Source records

· · · ·

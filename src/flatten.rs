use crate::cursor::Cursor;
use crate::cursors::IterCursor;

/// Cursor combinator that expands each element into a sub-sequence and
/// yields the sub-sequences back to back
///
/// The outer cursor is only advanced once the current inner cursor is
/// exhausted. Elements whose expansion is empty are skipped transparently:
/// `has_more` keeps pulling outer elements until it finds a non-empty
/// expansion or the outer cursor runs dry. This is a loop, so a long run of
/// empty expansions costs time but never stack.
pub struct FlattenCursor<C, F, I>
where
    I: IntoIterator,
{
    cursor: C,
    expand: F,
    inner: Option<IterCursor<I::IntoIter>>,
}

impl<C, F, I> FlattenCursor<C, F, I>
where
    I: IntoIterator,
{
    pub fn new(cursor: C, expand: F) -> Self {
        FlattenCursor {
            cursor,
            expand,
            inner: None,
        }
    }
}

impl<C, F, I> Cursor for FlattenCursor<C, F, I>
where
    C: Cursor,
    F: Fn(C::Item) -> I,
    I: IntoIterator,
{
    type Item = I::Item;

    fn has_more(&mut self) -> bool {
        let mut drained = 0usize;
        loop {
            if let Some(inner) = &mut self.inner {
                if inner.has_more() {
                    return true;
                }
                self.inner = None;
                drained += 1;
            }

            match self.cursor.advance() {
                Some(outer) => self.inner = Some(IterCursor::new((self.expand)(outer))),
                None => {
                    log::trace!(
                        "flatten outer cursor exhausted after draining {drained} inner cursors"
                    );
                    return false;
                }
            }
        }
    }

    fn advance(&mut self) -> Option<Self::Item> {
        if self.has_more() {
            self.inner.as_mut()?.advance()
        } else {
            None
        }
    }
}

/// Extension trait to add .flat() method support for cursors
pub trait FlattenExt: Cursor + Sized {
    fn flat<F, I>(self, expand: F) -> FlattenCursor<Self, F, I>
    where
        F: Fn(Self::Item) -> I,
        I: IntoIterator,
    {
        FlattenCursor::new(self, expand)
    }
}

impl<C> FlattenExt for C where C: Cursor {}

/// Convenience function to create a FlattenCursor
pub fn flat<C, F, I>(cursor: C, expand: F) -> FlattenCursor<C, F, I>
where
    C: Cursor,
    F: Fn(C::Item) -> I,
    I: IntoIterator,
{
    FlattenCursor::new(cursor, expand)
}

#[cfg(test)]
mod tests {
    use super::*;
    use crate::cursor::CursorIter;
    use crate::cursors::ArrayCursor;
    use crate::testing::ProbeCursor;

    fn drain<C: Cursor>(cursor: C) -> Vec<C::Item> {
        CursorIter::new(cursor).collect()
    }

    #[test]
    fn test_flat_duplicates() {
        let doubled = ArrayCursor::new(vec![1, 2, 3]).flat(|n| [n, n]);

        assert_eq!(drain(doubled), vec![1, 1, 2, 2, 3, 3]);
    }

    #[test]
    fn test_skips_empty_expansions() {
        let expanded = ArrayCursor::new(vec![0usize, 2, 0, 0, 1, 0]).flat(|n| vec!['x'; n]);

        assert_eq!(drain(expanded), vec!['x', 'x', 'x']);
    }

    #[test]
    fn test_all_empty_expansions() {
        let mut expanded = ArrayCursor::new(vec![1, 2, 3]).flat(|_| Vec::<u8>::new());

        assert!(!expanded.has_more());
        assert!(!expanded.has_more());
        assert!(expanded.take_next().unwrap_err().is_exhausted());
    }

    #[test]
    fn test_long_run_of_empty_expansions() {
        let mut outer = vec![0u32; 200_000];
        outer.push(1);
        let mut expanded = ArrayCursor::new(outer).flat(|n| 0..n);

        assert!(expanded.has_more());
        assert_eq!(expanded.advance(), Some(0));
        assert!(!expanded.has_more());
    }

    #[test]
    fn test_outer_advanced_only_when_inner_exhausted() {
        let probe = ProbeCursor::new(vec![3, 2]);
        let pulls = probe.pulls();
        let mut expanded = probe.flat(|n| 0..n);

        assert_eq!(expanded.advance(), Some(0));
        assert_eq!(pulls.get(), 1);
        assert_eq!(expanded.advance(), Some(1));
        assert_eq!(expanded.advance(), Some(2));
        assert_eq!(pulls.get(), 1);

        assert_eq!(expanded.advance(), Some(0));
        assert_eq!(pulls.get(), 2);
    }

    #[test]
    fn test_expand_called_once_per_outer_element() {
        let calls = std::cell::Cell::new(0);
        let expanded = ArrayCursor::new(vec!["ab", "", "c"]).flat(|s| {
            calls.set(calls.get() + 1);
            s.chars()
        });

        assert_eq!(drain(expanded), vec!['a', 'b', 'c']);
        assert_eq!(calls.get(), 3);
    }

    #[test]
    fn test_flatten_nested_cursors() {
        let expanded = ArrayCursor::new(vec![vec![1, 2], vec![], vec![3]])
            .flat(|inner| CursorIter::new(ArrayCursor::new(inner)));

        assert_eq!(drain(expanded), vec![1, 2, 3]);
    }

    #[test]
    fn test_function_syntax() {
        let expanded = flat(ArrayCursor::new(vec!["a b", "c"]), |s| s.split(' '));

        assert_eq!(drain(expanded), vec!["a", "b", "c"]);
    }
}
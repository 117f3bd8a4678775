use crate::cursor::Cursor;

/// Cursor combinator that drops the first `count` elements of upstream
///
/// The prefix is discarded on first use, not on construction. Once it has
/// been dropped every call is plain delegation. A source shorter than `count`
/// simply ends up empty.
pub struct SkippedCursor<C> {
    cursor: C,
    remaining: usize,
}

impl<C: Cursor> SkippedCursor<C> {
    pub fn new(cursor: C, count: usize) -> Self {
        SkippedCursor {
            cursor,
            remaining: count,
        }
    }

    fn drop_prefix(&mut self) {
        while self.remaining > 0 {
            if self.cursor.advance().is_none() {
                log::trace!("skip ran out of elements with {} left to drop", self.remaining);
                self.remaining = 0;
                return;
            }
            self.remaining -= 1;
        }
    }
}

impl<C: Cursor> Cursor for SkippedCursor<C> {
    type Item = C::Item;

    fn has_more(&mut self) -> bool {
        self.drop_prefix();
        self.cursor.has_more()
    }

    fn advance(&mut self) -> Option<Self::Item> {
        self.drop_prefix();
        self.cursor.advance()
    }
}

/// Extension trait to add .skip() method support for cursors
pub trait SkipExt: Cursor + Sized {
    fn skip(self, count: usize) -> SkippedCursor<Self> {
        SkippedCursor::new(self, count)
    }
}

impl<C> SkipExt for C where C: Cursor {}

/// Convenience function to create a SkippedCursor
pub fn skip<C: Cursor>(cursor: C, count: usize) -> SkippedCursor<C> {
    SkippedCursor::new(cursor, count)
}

· · · ·

Your task:
This calls for an exact transcription of every entry above.

Result below:
filename src/flatten.rs
use crate::cursor::Cursor;
use crate::cursors::IterCursor;

/// Cursor combinator that expands each element into a sub-sequence and
/// yields the sub-sequences back to back
///
/// The outer cursor is only advanced once the current inner cursor is
/// exhausted. Elements whose expansion is empty are skipped transparently:
/// `has_more` keeps pulling outer elements until it finds a non-empty
/// expansion or the outer cursor runs dry. This is a loop, so a long run of
/// empty expansions costs time but never stack.
pub struct FlattenCursor<C, F, I>
where
    I: IntoIterator,
{
    cursor: C,
    expand: F,
    inner: Option<IterCursor<I::IntoIter>>,
}

impl<C, F, I> FlattenCursor<C, F, I>
where
    I: IntoIterator,
{
    pub fn new(cursor: C, expand: F) -> Self {
        FlattenCursor {
            cursor,
            expand,
            inner: None,
        }
    }
}

impl<C, F, I> Cursor for FlattenCursor<C, F, I>
where
    C: Cursor,
    F: Fn(C::Item) -> I,
    I: IntoIterator,
{
    type Item = I::Item;

    fn has_more(&mut self) -> bool {
        let mut drained = 0usize;
        loop {
            if let Some(inner) = &mut self.inner {
                if inner.has_more() {
                    return true;
                }
                self.inner = None;
                drained += 1;
            }

            match self.cursor.advance() {
                Some(outer) => self.inner = Some(IterCursor::new((self.expand)(outer))),
                None => {
                    log::trace!(
                        "flatten outer cursor exhausted after draining {drained} inner cursors"
                    );
                    return false;
                }
            }
        }
    }

    fn advance(&mut self) -> Option<Self::Item> {
        if self.has_more() {
            self.inner.as_mut()?.advance()
        } else {
            None
        }
    }
}

/// Extension trait to add .flat() method support for cursors
pub trait FlattenExt: Cursor + Sized {
    fn flat<F, I>(self, expand: F) -> FlattenCursor<Self, F, I>
    where
        F: Fn(Self::Item) -> I,
        I: IntoIterator,
    {
        FlattenCursor::new(self, expand)
    }
}

impl<C> FlattenExt for C where C: Cursor {}

/// Convenience function to create a FlattenCursor
pub fn flat<C, F, I>(cursor: C, expand: F) -> FlattenCursor<C, F, I>
where
    C: Cursor,
    F: Fn(C::Item) -> I,
    I: IntoIterator,
{
    FlattenCursor::new(cursor, expand)
}

#[cfg(test)]
mod tests {
    use super::*;
    use crate::cursor::CursorIter;
    use crate::cursors::ArrayCursor;
    use crate::testing::ProbeCursor;

    fn drain<C: Cursor>(cursor: C) -> Vec<C::Item> {
        CursorIter::new(cursor).collect()
    }

    #[test]
    fn test_flat_duplicates() {
        let doubled = ArrayCursor::new(vec![1, 2, 3]).flat(|n| [n, n]);

        assert_eq!(drain(doubled), vec![1, 1, 2, 2, 3, 3]);
    }

    #[test]
    fn test_skips_empty_expansions() {
        let expanded = ArrayCursor::new(vec![0usize, 2, 0, 0, 1, 0]).flat(|n| vec!['x'; n]);

        assert_eq!(drain(expanded), vec!['x', 'x', 'x']);
    }

    #[test]
    fn test_all_empty_expansions() {
        let mut expanded = ArrayCursor::new(vec![1, 2, 3]).flat(|_| Vec::<u8>::new());

        assert!(!expanded.has_more());
        assert!(!expanded.has_more());
        assert!(expanded.take_next().unwrap_err().is_exhausted());
    }

    #[test]
    fn test_long_run_of_empty_expansions() {
        let mut outer = vec![0u32; 200_000];
        outer.push(1);
        let mut expanded = ArrayCursor::new(outer).flat(|n| 0..n);

        assert!(expanded.has_more());
        assert_eq!(expanded.advance(), Some(0));
        assert!(!expanded.has_more());
    }

    #[test]
    fn test_outer_advanced_only_when_inner_exhausted() {
        let probe = ProbeCursor::new(vec![3, 2]);
        let pulls = probe.pulls();
        let mut expanded = probe.flat(|n| 0..n);

        assert_eq!(expanded.advance(), Some(0));
        assert_eq!(pulls.get(), 1);
        assert_eq!(expanded.advance(), Some(1));
        assert_eq!(expanded.advance(), Some(2));
        assert_eq!(pulls.get(), 1);

        assert_eq!(expanded.advance(), Some(0));
        assert_eq!(pulls.get(), 2);
    }

    #[test]
    fn test_expand_called_once_per_outer_element() {
        let calls = std::cell::Cell::new(0);
        let expanded = ArrayCursor::new(vec!["ab", "", "c"]).flat(|s| {
            calls.set(calls.get() + 1);
            s.chars()
        });

        assert_eq!(drain(expanded), vec!['a', 'b', 'c']);
        assert_eq!(calls.get(), 3);
    }

    #[test]
    fn test_flatten_nested_cursors() {
        let expanded = ArrayCursor::new(vec![vec![1, 2], vec![], vec![3]])
            .flat(|inner| CursorIter::new(ArrayCursor::new(inner)));

        assert_eq!(drain(expanded), vec![1, 2, 3]);
    }

    #[test]
    fn test_function_syntax() {
        let expanded = flat(ArrayCursor::new(vec!["a b", "c"]), |s| s.split(' '));

        assert_eq!(drain(expanded), vec!["a", "b", "c"]);
    }
}
repository 117f3bd8a4678775
use crate::cursor::Cursor;

/// Cursor combinator that drops the first `count` elements of upstream
///
/// The prefix is discarded on first use, not on construction. Once it has
/// been dropped every call is plain delegation. A source shorter than `count`
/// simply ends up empty.
pub struct SkippedCursor<C> {
    cursor: C,
    remaining: usize,
}

impl<C: Cursor> SkippedCursor<C> {
    pub fn new(cursor: C, count: usize) -> Self {
        SkippedCursor {
            cursor,
            remaining: count,
        }
    }

    fn drop_prefix(&mut self) {
        while self.remaining > 0 {
            if self.cursor.advance().is_none() {
                log::trace!("skip ran out of elements with {} left to drop", self.remaining);
                self.remaining = 0;
                return;
            }
            self.remaining -= 1;
        }
    }
}

impl<C: Cursor> Cursor for SkippedCursor<C> {
    type Item = C::Item;

    fn has_more(&mut self) -> bool {
        self.drop_prefix();
        self.cursor.has_more()
    }

    fn advance(&mut self) -> Option<Self::Item> {
        self.drop_prefix();
        self.cursor.advance()
    }
}

/// Extension trait to add .skip() method support for cursors
pub trait SkipExt: Cursor + Sized {
    fn skip(self, count: usize) -> SkippedCursor<Self> {
        SkippedCursor::new(self, count)
    }
}

impl<C> SkipExt for C where C: Cursor {}

/// Convenience function to create a SkippedCursor
pub fn skip<C: Cursor>(cursor: C, count: usize) -> SkippedCursor<C> {
    SkippedCursor::new(cursor, count)
}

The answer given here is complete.